Phasing is not an excuse for a weak foundation. Version one still needs accurate content, secure forms, sound analytics, responsive behaviour, accessible essentials, and a search-safe launch. Deferred features should have a reason, a likely trigger, and a realistic cost of adding them later.

Direct answers

Frequently asked questions

How long does a five-page website take?

A focused custom five-page site commonly takes 4–8 weeks when the offer is clear and content, feedback, and account access arrive on schedule. A template build with finished content can be faster; original strategy, copy, brand work, or integrations can extend it.

How long does a website redesign take?

A redesign often takes 6–14 weeks because the team must audit existing content, preserve useful URLs, plan redirects, migrate data, and test current integrations. A visual refresh with little structural change may be faster.

Does writing the website copy delay development?

It can when writing starts late.

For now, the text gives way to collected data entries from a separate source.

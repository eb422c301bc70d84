//! JSON output formatter for deduplication results.
//!
//! Provides machine-readable output for scripting and automation.
//!
//! # Output Schema
//!
//! ```json
//! {
//!   "duplicates": [
//!     {
//!       "kind": "exact",
//!       "original": "/photos/a.jpg",
//!       "original_size": 1024,
//!       "duplicates": [{ "path": "/photos/b.jpg", "size": 1024 }]
//!     }
//!   ],
//!   "summary": {
//!     "total_files": 100,
//!     "duplicate_groups": 5,
//!     "reclaimable_space": 51200,
//!     "exit_code": 0,
//!     "exit_code_name": "PD000"
//!   },
//!   "report": {
//!     "mode": "trash",
//!     "dry_run": true,
//!     "files_acted_on": 5,
//!     "bytes_recovered": 51200,
//!     "failures": []
//!   }
//! }
//! ```

use std::io::Write;

use serde::Serialize;

use crate::actions::{RemovalReport, ResolutionMode};
use crate::duplicates::{DuplicateGroup, MatchKind, PassStats, ScanSummary};
use crate::error::ExitCode;

/// One duplicate file in JSON format.
#[derive(Debug, Clone, Serialize)]
pub struct JsonFile {
    /// Path as listed
    pub path: String,
    /// File size in bytes
    pub size: u64,
}

/// A single duplicate group in JSON format.
#[derive(Debug, Clone, Serialize)]
pub struct JsonDuplicateGroup {
    /// Pass that produced the group
    pub kind: MatchKind,
    /// The file that is kept
    pub original: String,
    /// Size of the original in bytes
    pub original_size: u64,
    /// The files to remove or move
    pub duplicates: Vec<JsonFile>,
}

impl JsonDuplicateGroup {
    /// Convert a [`DuplicateGroup`].
    #[must_use]
    pub fn from_duplicate_group(group: &DuplicateGroup) -> Self {
        Self {
            kind: group.kind,
            original: group.original.path.to_string_lossy().into_owned(),
            original_size: group.original.size(),
            duplicates: group
                .duplicates
                .iter()
                .map(|f| JsonFile {
                    path: f.path.to_string_lossy().into_owned(),
                    size: f.size(),
                })
                .collect(),
        }
    }
}

/// Counters for one pass.
#[derive(Debug, Clone, Serialize)]
pub struct JsonPassStats {
    /// Files handed to the pass
    pub candidates: usize,
    /// Files that could not be fingerprinted
    pub failed: usize,
    /// Groups produced
    pub groups: usize,
    /// Duplicates in those groups
    pub duplicates: usize,
}

impl From<PassStats> for JsonPassStats {
    fn from(stats: PassStats) -> Self {
        Self {
            candidates: stats.candidates,
            failed: stats.failed,
            groups: stats.groups,
            duplicates: stats.duplicates,
        }
    }
}

/// Summary statistics in JSON format.
#[derive(Debug, Clone, Serialize)]
pub struct JsonSummary {
    /// Total number of files listed
    pub total_files: usize,
    /// Image files
    pub images: usize,
    /// Video files
    pub videos: usize,
    /// Total size of all listed files in bytes
    pub total_size: u64,
    /// Number of duplicate groups
    pub duplicate_groups: usize,
    /// Number of duplicate files (excluding originals)
    pub duplicate_files: usize,
    /// Space that can be reclaimed (bytes)
    pub reclaimable_space: u64,
    /// Exact pass counters
    pub exact: JsonPassStats,
    /// Perceptual pass counters
    pub perceptual: JsonPassStats,
    /// Video pass counters
    pub video: JsonPassStats,
    /// Passes that did not run and why
    pub skipped_passes: Vec<String>,
    /// Errors encountered while listing files
    pub scan_errors: usize,
    /// Duration of the scan in milliseconds
    pub scan_duration_ms: u64,
    /// The exit code number
    pub exit_code: i32,
    /// The machine-readable exit code name (e.g., "PD000")
    pub exit_code_name: String,
}

impl JsonSummary {
    /// Create a JSON summary from a [`ScanSummary`] and an exit code.
    #[must_use]
    pub fn from_scan_summary(summary: &ScanSummary, exit_code: ExitCode) -> Self {
        Self {
            total_files: summary.total_files,
            images: summary.images,
            videos: summary.videos,
            total_size: summary.total_size,
            duplicate_groups: summary.duplicate_groups,
            duplicate_files: summary.duplicate_files,
            reclaimable_space: summary.reclaimable_space,
            exact: summary.exact.into(),
            perceptual: summary.perceptual.into(),
            video: summary.video.into(),
            skipped_passes: summary.skipped_passes.clone(),
            scan_errors: summary.scan_errors,
            scan_duration_ms: summary.scan_duration.as_millis() as u64,
            exit_code: exit_code.as_i32(),
            exit_code_name: exit_code.code_prefix().to_string(),
        }
    }
}

/// A failed action in JSON format.
#[derive(Debug, Clone, Serialize)]
pub struct JsonFailure {
    /// The duplicate
    pub path: String,
    /// Why the action failed
    pub message: String,
}

/// Resolution outcome in JSON format.
#[derive(Debug, Clone, Serialize)]
pub struct JsonReport {
    /// `delete`, `trash` or `move`
    pub mode: String,
    /// Whether this was a dry run
    pub dry_run: bool,
    /// Duplicates acted on
    pub files_acted_on: usize,
    /// Bytes freed
    pub bytes_recovered: u64,
    /// Actions the operation log failed to store
    pub unlogged: usize,
    /// Failed actions
    pub failures: Vec<JsonFailure>,
}

impl JsonReport {
    /// Convert a [`RemovalReport`].
    #[must_use]
    pub fn from_report(report: &RemovalReport, mode: &ResolutionMode) -> Self {
        Self {
            mode: mode.name().to_string(),
            dry_run: report.dry_run,
            files_acted_on: report.files_acted_on,
            bytes_recovered: report.bytes_recovered,
            unlogged: report.unlogged,
            failures: report
                .failures
                .iter()
                .map(|f| JsonFailure {
                    path: f.path.to_string_lossy().into_owned(),
                    message: f.message.clone(),
                })
                .collect(),
        }
    }
}

/// Complete JSON output structure.
#[derive(Debug, Clone, Serialize)]
pub struct JsonOutput {
    /// Duplicate groups
    pub duplicates: Vec<JsonDuplicateGroup>,
    /// Scan summary statistics
    pub summary: JsonSummary,
    /// Resolution outcome, absent when nothing was resolved
    #[serde(skip_serializing_if = "Option::is_none")]
    pub report: Option<JsonReport>,
}

impl JsonOutput {
    /// Create a JSON output from groups, summary and exit code.
    ///
    /// # Example
    ///
    /// ```
    /// use photodupe::duplicates::ScanSummary;
    /// use photodupe::error::ExitCode;
    /// use photodupe::output::json::JsonOutput;
    ///
    /// let output = JsonOutput::new(&[], &ScanSummary::default(), ExitCode::NoDuplicates);
    /// assert!(output.duplicates.is_empty());
    /// assert_eq!(output.summary.exit_code, 2);
    /// ```
    #[must_use]
    pub fn new(groups: &[DuplicateGroup], summary: &ScanSummary, exit_code: ExitCode) -> Self {
        Self {
            duplicates: groups
                .iter()
                .map(JsonDuplicateGroup::from_duplicate_group)
                .collect(),
            summary: JsonSummary::from_scan_summary(summary, exit_code),
            report: None,
        }
    }

    /// Attach the resolution outcome.
    #[must_use]
    pub fn with_report(mut self, report: &RemovalReport, mode: &ResolutionMode) -> Self {
        self.report = Some(JsonReport::from_report(report, mode));
        self
    }

    /// Serialize to compact JSON string.
    ///
    /// # Errors
    ///
    /// Returns an error if serialization fails.
    pub fn to_json(&self) -> Result<String, serde_json::Error> {
        serde_json::to_string(self)
    }

    /// Serialize to pretty-printed JSON string.
    ///
    /// # Errors
    ///
    /// Returns an error if serialization fails.
    pub fn to_json_pretty(&self) -> Result<String, serde_json::Error> {
        serde_json::to_string_pretty(self)
    }

    /// Write JSON to a writer, followed by a newline.
    ///
    /// # Errors
    ///
    /// Returns an error if serialization or writing fails.
    pub fn write_to<W: Write>(&self, writer: &mut W, pretty: bool) -> Result<(), JsonOutputError> {
        let json = if pretty {
            self.to_json_pretty()?
        } else {
            self.to_json()?
        };
        writer.write_all(json.as_bytes())?;
        writer.write_all(b"\n")?;
        Ok(())
    }
}

/// Errors that can occur during JSON output.
#[derive(thiserror::Error, Debug)]
pub enum JsonOutputError {
    /// JSON serialization error
    #[error("JSON serialization error: {0}")]
    Serialization(#[from] serde_json::Error),

    /// I/O error during writing
    #[error("I/O error during JSON generation: {0}")]
    Io(#[from] std::io::Error),
}

#[cfg(test)]
mod tests {
    use super::*;
    use crate::actions::ActionFailure;
    use crate::duplicates::select_original;
    use crate::scanner::FileRecord;
    use std::path::PathBuf;
    use std::time::Duration;

    fn create_test_groups() -> Vec<DuplicateGroup> {
        vec![
            select_original(
                vec![
                    FileRecord::with_size("/photos/a.jpg", 1024),
                    FileRecord::with_size("/photos/b.jpg", 1024),
                ],
                MatchKind::Exact,
            )
            .unwrap(),
            select_original(
                vec![
                    FileRecord::with_size("/photos/big.png", 4096),
                    FileRecord::with_size("/photos/small.png", 1000),
                    FileRecord::with_size("/photos/mid.png", 2000),
                ],
                MatchKind::Perceptual,
            )
            .unwrap(),
        ]
    }

    fn create_test_summary() -> ScanSummary {
        ScanSummary {
            total_files: 10,
            images: 8,
            videos: 2,
            total_size: 20_000,
            duplicate_groups: 2,
            duplicate_files: 3,
            reclaimable_space: 4024,
            skipped_passes: vec!["video: no frame sampler available".to_string()],
            scan_duration: Duration::from_millis(1234),
            ..Default::default()
        }
    }

    #[test]
    fn test_json_output_empty() {
        let output = JsonOutput::new(&[], &ScanSummary::default(), ExitCode::NoDuplicates);
        assert!(output.duplicates.is_empty());
        assert!(output.report.is_none());
        assert_eq!(output.summary.exit_code_name, "PD002");
    }

    #[test]
    fn test_json_output_with_groups() {
        let output = JsonOutput::new(
            &create_test_groups(),
            &create_test_summary(),
            ExitCode::Success,
        );

        assert_eq!(output.duplicates.len(), 2);
        assert_eq!(output.duplicates[0].original, "/photos/a.jpg");
        assert_eq!(output.duplicates[0].duplicates.len(), 1);

        let perceptual = &output.duplicates[1];
        assert_eq!(perceptual.kind, MatchKind::Perceptual);
        assert_eq!(perceptual.original, "/photos/big.png");
        assert_eq!(perceptual.original_size, 4096);
        assert_eq!(perceptual.duplicates[0].path, "/photos/mid.png");
        assert_eq!(perceptual.duplicates[1].size, 1000);
        assert_eq!(output.summary.scan_duration_ms, 1234);
    }

    #[test]
    fn test_to_json_compact() {
        let output = JsonOutput::new(&[], &ScanSummary::default(), ExitCode::Success);
        let json = output.to_json().unwrap();

        assert!(!json.contains('\n'));
        assert!(json.starts_with('{'));
        assert!(!json.contains("\"report\""));
    }

    #[test]
    fn test_to_json_pretty() {
        let output = JsonOutput::new(&[], &ScanSummary::default(), ExitCode::Success);
        assert!(output.to_json_pretty().unwrap().contains('\n'));
    }

    #[test]
    fn test_json_is_valid() {
        let output = JsonOutput::new(
            &create_test_groups(),
            &create_test_summary(),
            ExitCode::Success,
        );
        let parsed: serde_json::Value = serde_json::from_str(&output.to_json().unwrap()).unwrap();

        assert_eq!(parsed["duplicates"].as_array().unwrap().len(), 2);
        assert_eq!(parsed["duplicates"][1]["kind"], "perceptual");
        assert_eq!(parsed["summary"]["total_files"], 10);
        assert_eq!(parsed["summary"]["exact"]["groups"], 0);
        assert_eq!(
            parsed["summary"]["skipped_passes"][0],
            "video: no frame sampler available"
        );
    }

    #[test]
    fn test_json_with_report() {
        let report = RemovalReport {
            files_acted_on: 2,
            bytes_recovered: 3000,
            candidates: 3,
            failures: vec![ActionFailure {
                path: PathBuf::from("/photos/mid.png"),
                message: "permission denied".to_string(),
            }],
            unlogged: 0,
            dry_run: false,
        };
        let output = JsonOutput::new(&[], &ScanSummary::default(), ExitCode::PartialSuccess)
            .with_report(&report, &ResolutionMode::Delete);

        let parsed: serde_json::Value = serde_json::from_str(&output.to_json().unwrap()).unwrap();
        assert_eq!(parsed["report"]["mode"], "delete");
        assert_eq!(parsed["report"]["files_acted_on"], 2);
        assert_eq!(parsed["report"]["failures"][0]["path"], "/photos/mid.png");
        assert_eq!(parsed["summary"]["exit_code"], 3);
    }

    #[test]
    fn test_write_to() {
        let output = JsonOutput::new(&[], &ScanSummary::default(), ExitCode::Success);
        let mut buffer = Vec::new();

        output.write_to(&mut buffer, false).unwrap();

        let written = String::from_utf8(buffer).unwrap();
        assert!(written.starts_with('{'));
        assert!(written.ends_with("}\n"));
    }
}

Strong projects develop the sitemap, key messages, and representative copy before detailed design, then complete remaining content in parallel with approved design and development work.

Can Mann.digital guarantee a launch date?

Mann.digital can commit to an agreed plan and identify dependencies, but a responsible date also depends on client approvals, supplied content, account access, third-party vendors, and no unapproved scope changes. The proposal and project plan make those conditions explicit.

What happens after the website launches?

After launch, verify forms, analytics, indexing access, redirects, and production behaviour; monitor errors and search coverage; train the team; document account ownership; and schedule the first performance and content review.